The strength of evidence for this abstract is 8 out of 10.
The evidence in the abstract is strong because it uses nationally representative data from the 2008 Ghana Demographic and Health Survey and employs a spatial lag regression model. The study finds that women with health insurance use more antenatal services and that there is spatial correlation among villages, suggesting social influences on antenatal care utilization. To improve the evidence, the study could include more recent data and conduct a randomized controlled trial to establish causality.

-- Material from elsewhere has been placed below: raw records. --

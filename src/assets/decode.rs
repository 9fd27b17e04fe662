use std::path::Path;

use crate::assets::source::{SourceImage, premultiply_rgba8_in_place};
use crate::foundation::error::{WalliError, WalliResult};

/// Decode encoded image bytes into a premultiplied [`SourceImage`].
///
/// Bytes that are not a recognised raster format are rejected before decoding is attempted.
pub fn decode_source_image(bytes: &[u8]) -> WalliResult<SourceImage> {
    let format = image::guess_format(bytes)
        .map_err(|_| WalliError::decode("file is not a recognised image format"))?;
    let dyn_img = image::load_from_memory_with_format(bytes, format)
        .map_err(|e| WalliError::decode(format!("decode {format:?} image: {e}")))?;
    let rgba = dyn_img.to_rgba8();
    let (width, height) = rgba.dimensions();

    let mut rgba8_premul = rgba.into_raw();
    premultiply_rgba8_in_place(&mut rgba8_premul);

    tracing::debug!(width, height, ?format, "decoded source image");
    SourceImage::from_premul_rgba8(width, height, rgba8_premul)
}

/// Read and decode an image file.
pub fn decode_source_image_path(path: impl AsRef<Path>) -> WalliResult<SourceImage> {
    let path = path.as_ref();
    let bytes = std::fs::read(path)
        .map_err(|e| WalliError::decode(format!("read image '{}': {e}", path.display())))?;
    decode_source_image(&bytes)
}

#[cfg(test)]
#[path = "../../tests/unit/assets/decode.rs"]
mod tests;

The study explores the importance of social influence and the availability of health insurance on maternal care utilization in Ghana through the use of antenatal care services. A number of studies have found that access to health insurance plays a critical role in women’s decision to utilize antenatal care services. However, little is known about the role that social forces play in this decision. This study uses village-level data from the 2008 Ghana Demographic and Health Survey to investigate the effects of health insurance and social influences on the intensity of antenatal care utilization by Ghanaian women. Using GIS information at the village level, we employ a spatial lag regression model in this study. Results indicate that, controlling for a host of socioeconomic and geographical factors, women who have health insurance appear to use more antenatal services than women who do not. In addition, the intensity of antenatal visits appears to be spatially correlated among the survey villages, implying that there may be some social influences that affect a woman’s decision to utilize antenatal care. A reason for this may be that women who benefit from antenatal care through positive pregnancy outcomes may pass this information along to their peers who also increase their use of these services in response. Traditional/Cultural leaders as “gate-keepers” may be useful in the dissemination of maternal health care information. Public health officials may also explore the possibility of disseminating information relating to maternal care services via the mass media. © 2013 Owoo and Lambon-Quayefio.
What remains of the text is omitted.